GWP: You’re in Chicago. Erin Polgreen launched Symbolia from out here too. My partner and I are currently collaborating on a graphic memoir about the gendering of our b/g twins. Is there something about Chicago that’s conducive to innovative comics initiatives, or did I just move here at a fortuitous time?

ANNE ELIZABETH MOORE: Chicago’s been at the forefront of not just comics creation but of supporting a diversity of creators of comics for a really long time, starting with people like Jackie Ormes in the 1940s, and including folks like Dale Lavarov, Lilli Carré, Dan Clowes, and Laura Park in recent decades. Brain Frame, CAKE (Chicago Alternative Comics Expo), Trubble Club—these are some of the most innovative comics-related projects in the country right now, and what we do fits right in line with the ideas inherent in these projects: that comics can and should be parts of larger cultural movements to foster innovative dialogue. When I started the Best American Comics series, in fact, my editor sort of said, “You can move to New York now!” And I was like, I’ve already read all the Brooklyn cartoonists. This is where the real work’s at. The labor history in Chicago, in combination with the work ethic, make for really really interesting cultural production—from the social practice-based art scene to, I would argue (and will, in an upcoming essay) independent publishing in general but comics in particular. I’ve heard it echoed a lot with Ladydrawers stuff, too: we are very identified with Chicago, and I think it has as much to do with Jane Addams—who did remarkably similar research to what we do—as it does with the great comics being made here.

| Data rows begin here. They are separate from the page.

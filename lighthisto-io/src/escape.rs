use std::borrow::Cow;
use std::fmt::Write;

///
/// Named character references for `"`, `<`, `>` and the Latin-1, Greek, symbol and
/// typographic ranges, sorted by code point. `&` is absent: it is escaped on its own
/// so that entity output is never escaped twice.
///
#[rustfmt::skip]
pub static ENTITIES: &[(char, &str)] = &[
    ('"', "quot"), ('<', "lt"), ('>', "gt"), ('\u{a0}', "nbsp"),
    ('\u{a1}', "iexcl"), ('\u{a2}', "cent"), ('\u{a3}', "pound"), ('\u{a4}', "curren"),
    ('\u{a5}', "yen"), ('\u{a6}', "brvbar"), ('\u{a7}', "sect"), ('\u{a8}', "uml"),
    ('\u{a9}', "copy"), ('\u{aa}', "ordf"), ('\u{ab}', "laquo"), ('\u{ac}', "not"),
    ('\u{ad}', "shy"), ('\u{ae}', "reg"), ('\u{af}', "macr"), ('\u{b0}', "deg"),
    ('\u{b1}', "plusmn"), ('\u{b2}', "sup2"), ('\u{b3}', "sup3"), ('\u{b4}', "acute"),
    ('\u{b5}', "micro"), ('\u{b6}', "para"), ('\u{b7}', "middot"), ('\u{b8}', "cedil"),
    ('\u{b9}', "sup1"), ('\u{ba}', "ordm"), ('\u{bb}', "raquo"), ('\u{bc}', "frac14"),
    ('\u{bd}', "frac12"), ('\u{be}', "frac34"), ('\u{bf}', "iquest"), ('\u{c0}', "Agrave"),
    ('\u{c1}', "Aacute"), ('\u{c2}', "Acirc"), ('\u{c3}', "Atilde"), ('\u{c4}', "Auml"),
    ('\u{c5}', "Aring"), ('\u{c6}', "AElig"), ('\u{c7}', "Ccedil"), ('\u{c8}', "Egrave"),
    ('\u{c9}', "Eacute"), ('\u{ca}', "Ecirc"), ('\u{cb}', "Euml"), ('\u{cc}', "Igrave"),
    ('\u{cd}', "Iacute"), ('\u{ce}', "Icirc"), ('\u{cf}', "Iuml"), ('\u{d0}', "ETH"),
    ('\u{d1}', "Ntilde"), ('\u{d2}', "Ograve"), ('\u{d3}', "Oacute"), ('\u{d4}', "Ocirc"),
    ('\u{d5}', "Otilde"), ('\u{d6}', "Ouml"), ('\u{d7}', "times"), ('\u{d8}', "Oslash"),
    ('\u{d9}', "Ugrave"), ('\u{da}', "Uacute"), ('\u{db}', "Ucirc"), ('\u{dc}', "Uuml"),
    ('\u{dd}', "Yacute"), ('\u{de}', "THORN"), ('\u{df}', "szlig"), ('\u{e0}', "agrave"),
    ('\u{e1}', "aacute"), ('\u{e2}', "acirc"), ('\u{e3}', "atilde"), ('\u{e4}', "auml"),
    ('\u{e5}', "aring"), ('\u{e6}', "aelig"), ('\u{e7}', "ccedil"), ('\u{e8}', "egrave"),
    ('\u{e9}', "eacute"), ('\u{ea}', "ecirc"), ('\u{eb}', "euml"), ('\u{ec}', "igrave"),
    ('\u{ed}', "iacute"), ('\u{ee}', "icirc"), ('\u{ef}', "iuml"), ('\u{f0}', "eth"),
    ('\u{f1}', "ntilde"), ('\u{f2}', "ograve"), ('\u{f3}', "oacute"), ('\u{f4}', "ocirc"),
    ('\u{f5}', "otilde"), ('\u{f6}', "ouml"), ('\u{f7}', "divide"), ('\u{f8}', "oslash"),
    ('\u{f9}', "ugrave"), ('\u{fa}', "uacute"), ('\u{fb}', "ucirc"), ('\u{fc}', "uuml"),
    ('\u{fd}', "yacute"), ('\u{fe}', "thorn"), ('\u{ff}', "yuml"), ('\u{152}', "OElig"),
    ('\u{153}', "oelig"), ('\u{160}', "Scaron"), ('\u{161}', "scaron"), ('\u{178}', "Yuml"),
    ('\u{192}', "fnof"), ('\u{2c6}', "circ"), ('\u{2dc}', "tilde"), ('\u{391}', "Alpha"),
    ('\u{392}', "Beta"), ('\u{393}', "Gamma"), ('\u{394}', "Delta"), ('\u{395}', "Epsilon"),
    ('\u{396}', "Zeta"), ('\u{397}', "Eta"), ('\u{398}', "Theta"), ('\u{399}', "Iota"),
    ('\u{39a}', "Kappa"), ('\u{39b}', "Lambda"), ('\u{39c}', "Mu"), ('\u{39d}', "Nu"),
    ('\u{39e}', "Xi"), ('\u{39f}', "Omicron"), ('\u{3a0}', "Pi"), ('\u{3a1}', "Rho"),
    ('\u{3a3}', "Sigma"), ('\u{3a4}', "Tau"), ('\u{3a5}', "Upsilon"), ('\u{3a6}', "Phi"),
    ('\u{3a7}', "Chi"), ('\u{3a8}', "Psi"), ('\u{3a9}', "Omega"), ('\u{3b1}', "alpha"),
    ('\u{3b2}', "beta"), ('\u{3b3}', "gamma"), ('\u{3b4}', "delta"), ('\u{3b5}', "epsilon"),
    ('\u{3b6}', "zeta"), ('\u{3b7}', "eta"), ('\u{3b8}', "theta"), ('\u{3b9}', "iota"),
    ('\u{3ba}', "kappa"), ('\u{3bb}', "lambda"), ('\u{3bc}', "mu"), ('\u{3bd}', "nu"),
    ('\u{3be}', "xi"), ('\u{3bf}', "omicron"), ('\u{3c0}', "pi"), ('\u{3c1}', "rho"),
    ('\u{3c2}', "sigmaf"), ('\u{3c3}', "sigma"), ('\u{3c4}', "tau"), ('\u{3c5}', "upsilon"),
    ('\u{3c6}', "phi"), ('\u{3c7}', "chi"), ('\u{3c8}', "psi"), ('\u{3c9}', "omega"),
    ('\u{3d1}', "thetasym"), ('\u{3d2}', "upsih"), ('\u{3d6}', "piv"), ('\u{2002}', "ensp"),
    ('\u{2003}', "emsp"), ('\u{2009}', "thinsp"), ('\u{200c}', "zwnj"), ('\u{200d}', "zwj"),
    ('\u{200e}', "lrm"), ('\u{200f}', "rlm"), ('\u{2013}', "ndash"), ('\u{2014}', "mdash"),
    ('\u{2018}', "lsquo"), ('\u{2019}', "rsquo"), ('\u{201a}', "sbquo"), ('\u{201c}', "ldquo"),
    ('\u{201d}', "rdquo"), ('\u{201e}', "bdquo"), ('\u{2020}', "dagger"), ('\u{2021}', "Dagger"),
    ('\u{2022}', "bull"), ('\u{2026}', "hellip"), ('\u{2030}', "permil"), ('\u{2032}', "prime"),
    ('\u{2033}', "Prime"), ('\u{2039}', "lsaquo"), ('\u{203a}', "rsaquo"), ('\u{203e}', "oline"),
    ('\u{2044}', "frasl"), ('\u{20ac}', "euro"), ('\u{2111}', "image"), ('\u{2118}', "weierp"),
    ('\u{211c}', "real"), ('\u{2122}', "trade"), ('\u{2135}', "alefsym"), ('\u{2190}', "larr"),
    ('\u{2191}', "uarr"), ('\u{2192}', "rarr"), ('\u{2193}', "darr"), ('\u{2194}', "harr"),
    ('\u{21b5}', "crarr"), ('\u{21d0}', "lArr"), ('\u{21d1}', "uArr"), ('\u{21d2}', "rArr"),
    ('\u{21d3}', "dArr"), ('\u{21d4}', "hArr"), ('\u{2200}', "forall"), ('\u{2202}', "part"),
    ('\u{2203}', "exist"), ('\u{2205}', "empty"), ('\u{2207}', "nabla"), ('\u{2208}', "isin"),
    ('\u{2209}', "notin"), ('\u{220b}', "ni"), ('\u{220f}', "prod"), ('\u{2211}', "sum"),
    ('\u{2212}', "minus"), ('\u{2217}', "lowast"), ('\u{221a}', "radic"), ('\u{221d}', "prop"),
    ('\u{221e}', "infin"), ('\u{2220}', "ang"), ('\u{2227}', "and"), ('\u{2228}', "or"),
    ('\u{2229}', "cap"), ('\u{222a}', "cup"), ('\u{222b}', "int"), ('\u{2234}', "there4"),
    ('\u{223c}', "sim"), ('\u{2245}', "cong"), ('\u{2248}', "asymp"), ('\u{2260}', "ne"),
    ('\u{2261}', "equiv"), ('\u{2264}', "le"), ('\u{2265}', "ge"), ('\u{2282}', "sub"),
    ('\u{2283}', "sup"), ('\u{2284}', "nsub"), ('\u{2286}', "sube"), ('\u{2287}', "supe"),
    ('\u{2295}', "oplus"), ('\u{2297}', "otimes"), ('\u{22a5}', "perp"), ('\u{22c5}', "sdot"),
    ('\u{2308}', "lceil"), ('\u{2309}', "rceil"), ('\u{230a}', "lfloor"), ('\u{230b}', "rfloor"),
    ('\u{2329}', "lang"), ('\u{232a}', "rang"), ('\u{25ca}', "loz"), ('\u{2660}', "spades"),
    ('\u{2663}', "clubs"), ('\u{2665}', "hearts"), ('\u{2666}', "diams"),
];

/// Entities every XML parser understands without a DTD.
const XML_PREDEFINED: [&str; 5] = ["amp", "lt", "gt", "quot", "apos"];

///
/// Look up the entity name for a character.
///
pub fn entity_for(c: char) -> Option<&'static str> {
    ENTITIES
        .binary_search_by_key(&c, |&(ch, _)| ch)
        .ok()
        .map(|idx| ENTITIES[idx].1)
}

///
/// Look up the character for an entity name (without `&` and `;`).
///
pub fn char_for_entity(name: &str) -> Option<char> {
    if name == "amp" {
        return Some('&');
    }
    ENTITIES
        .iter()
        .find(|&&(_, entity)| entity == name)
        .map(|&(c, _)| c)
}

///
/// Escape free text for use inside an XML attribute value.
///
/// `&` becomes `&amp;`, characters with a named entity become that entity, and
/// any other non-ASCII character becomes a numeric reference, so the result is
/// plain ASCII.
pub fn escape(text: &str) -> Cow<'_, str> {
    if text
        .chars()
        .all(|c| c.is_ascii() && c != '&' && entity_for(c).is_none())
    {
        return Cow::Borrowed(text);
    }

    let mut escaped = String::with_capacity(text.len() + 16);
    for c in text.chars() {
        match (c, entity_for(c)) {
            ('&', _) => escaped.push_str("&amp;"),
            (_, Some(name)) => {
                escaped.push('&');
                escaped.push_str(name);
                escaped.push(';');
            }
            (c, None) if !c.is_ascii() => {
                let _ = write!(escaped, "&#{};", c as u32);
            }
            (c, None) => escaped.push(c),
        }
    }
    Cow::Owned(escaped)
}

///
/// Replace named references that XML does not predefine (`&eacute;`, `&alpha;`, ...)
/// with numeric references, so the document can be parsed without the external DTD.
/// Unknown names are left untouched.
///
pub fn resolve_named_entities(text: &str) -> Cow<'_, str> {
    if !text.contains('&') {
        return Cow::Borrowed(text);
    }

    let mut resolved = String::with_capacity(text.len());
    let mut rest = text;
    while let Some(amp) = rest.find('&') {
        resolved.push_str(&rest[..amp]);
        let candidate = &rest[amp + 1..];

        let name = candidate
            .find(';')
            .map(|semi| &candidate[..semi])
            .filter(|name| !name.is_empty() && name.chars().all(|c| c.is_ascii_alphanumeric()));

        match name.and_then(|name| char_for_entity(name).map(|c| (name, c))) {
            Some((name, c)) if !XML_PREDEFINED.contains(&name) => {
                let _ = write!(resolved, "&#{};", c as u32);
                rest = &candidate[name.len() + 1..];
            }
            _ => {
                resolved.push('&');
                rest = candidate;
            }
        }
    }
    resolved.push_str(rest);

    Cow::Owned(resolved)
}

GWP: A number of your members are professional cartoonists, graphic artists, storytellers, zinesters, or official students of the form, but there’s also an aspiring journalist, a lingerie designer, a cashier, a fiber artist, a PhD student in rhetoric, an art professor, and a band. Many have cats. I have a cat. Can I join the collective?

FRAN SYASS: I really don’t know. I like to say you can, you already are, and you cannot, all at the same time. In my mind, it would be perfectly fine to increase the ranks of the Ladydrawers, and if you already do work similar to us or if we do work that you deeply care about why the heck not? However, there is just no official way to grant such a title to anyone, or everyone. Depending on the projects we undertake directly lead to the amount of people we need to participate in the group.

GWP: Tell us about Comics Undressed, the documentary film you’re funding through Kickstarter.  What do you hope to accomplish through the film?

LINDSEY SMITH: Comics Undressed is a documentary project that came about as an idea to formulate our findings and research into a unified piece that could easily be understood and conveyed to a larger audience outside of our ongoing comics work.  To start, Comics Undressed was sort of an idea, a project of Ladydrawers member and Director Fran Syass. When I met him he was still in the early stages of how exactly he wanted to construct the film and the best ways in which to explore the extensive research the Ladydrawers were collecting. Things really started coming together when we decided that the best way to do this was to go out into the world and hear directly from creators, readers and fans alike. What struck us most were the ways in which everyone had their own story to tell, their own love affair with comics, both good and bad. Interestingly the interviews would always end the same way, with hope for the future of comics and where it could go from here. I feel this is what we hope to accomplish overall with our film. To take a hard, long look at comics and see what is being done right and what is being done wrong and saying, “how can we make this better?”.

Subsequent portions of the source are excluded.